In the data below, find every line that has the string "ListenerId", and copy it.

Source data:
==*==

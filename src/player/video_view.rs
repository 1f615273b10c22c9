//! Playback state machine
//!
//! One `VideoView` plays one data source at a time. `start()` creates a
//! decoder and a render sink for a new session, decoder callbacks move the
//! play state forward, and `release()` tears the session down and returns
//! to `Idle`. Control components never call the view directly; their
//! requests are queued and applied by `dispatch_pending`.

use super::builder::VideoViewBuilder;
use super::message::{PlayerCommand, ViewMessage};
use super::progress::ProgressManager;
use super::release::{release_in_background, ReleaseHandle};
use super::status::{PlayerHandle, PlayerStatus};
use super::{ListenerId, MediaPlayerControl, OnStateChangeListener, PlayState, PlayerState};
use crate::audio::{AudioFocusHelper, AudioManager, FocusAction, FocusChange, FocusChangeSender};
use crate::controller::{AttachContext, ComponentId, ControlComponent, Controller};
use crate::decoder::{
    AssetHandle, DataSource, Decoder, DecoderEvent, DecoderEventSender, DecoderFactory,
    MEDIA_INFO_BUFFERING_END, MEDIA_INFO_BUFFERING_START, MEDIA_INFO_RENDERING_START,
    MEDIA_INFO_VIDEO_ROTATION_CHANGED,
};
use crate::renderer::{RenderSink, RenderSinkFactory, ScaleMode, Snapshot};
use crate::utils::config::{Config, PlaybackPolicy};
use crate::utils::error::Result;
use crate::utils::timer::Clock;
use crate::window::{ContainerTarget, Platform, TouchEvent};
use crossbeam_channel::{unbounded, Receiver, Sender};
use log::{debug, error, info, warn};
use parking_lot::RwLock;
use std::collections::HashMap;
use std::sync::Arc;
use std::time::{Duration, Instant};

/// Embeddable video player
pub struct VideoView {
    config: Config,
    policy: PlaybackPolicy,
    platform: Arc<dyn Platform>,
    audio: Arc<dyn AudioManager>,
    clock: Arc<dyn Clock>,
    decoder_factory: Arc<dyn DecoderFactory>,
    sink_factory: Arc<dyn RenderSinkFactory>,
    progress_manager: Option<Arc<dyn ProgressManager>>,

    /// Decoder of the current session
    decoder: Option<Box<dyn Decoder>>,
    sink: Option<Box<dyn RenderSink>>,
    source: Option<DataSource>,
    session: u64,
    /// Last known position, also the resume point staged for the next prepare
    current_position: u64,

    play_state: PlayState,
    player_state: PlayerState,
    full_screen: bool,
    tiny_screen: bool,
    tiny_screen_size: (u32, u32),

    mute: bool,
    looping: bool,
    enable_audio_focus: bool,
    screen_scale: ScaleMode,
    mirrored: bool,
    rotation: u32,
    video_size: (u32, u32),
    keep_screen_on: bool,

    focus: Option<AudioFocusHelper>,
    controller: Option<Box<dyn Controller>>,
    listeners: Vec<(ListenerId, Box<dyn OnStateChangeListener>)>,
    next_listener_id: u64,

    tx: Sender<ViewMessage>,
    rx: Receiver<ViewMessage>,
    status: Arc<RwLock<PlayerStatus>>,
    releases: Vec<ReleaseHandle>,
    dispatching: bool,
}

==*==

• [Answer to the exercise]:
use super::{ListenerId, MediaPlayerControl, OnStateChangeListener, PlayState, PlayerState};
    listeners: Vec<(ListenerId, Box<dyn OnStateChangeListener>)>,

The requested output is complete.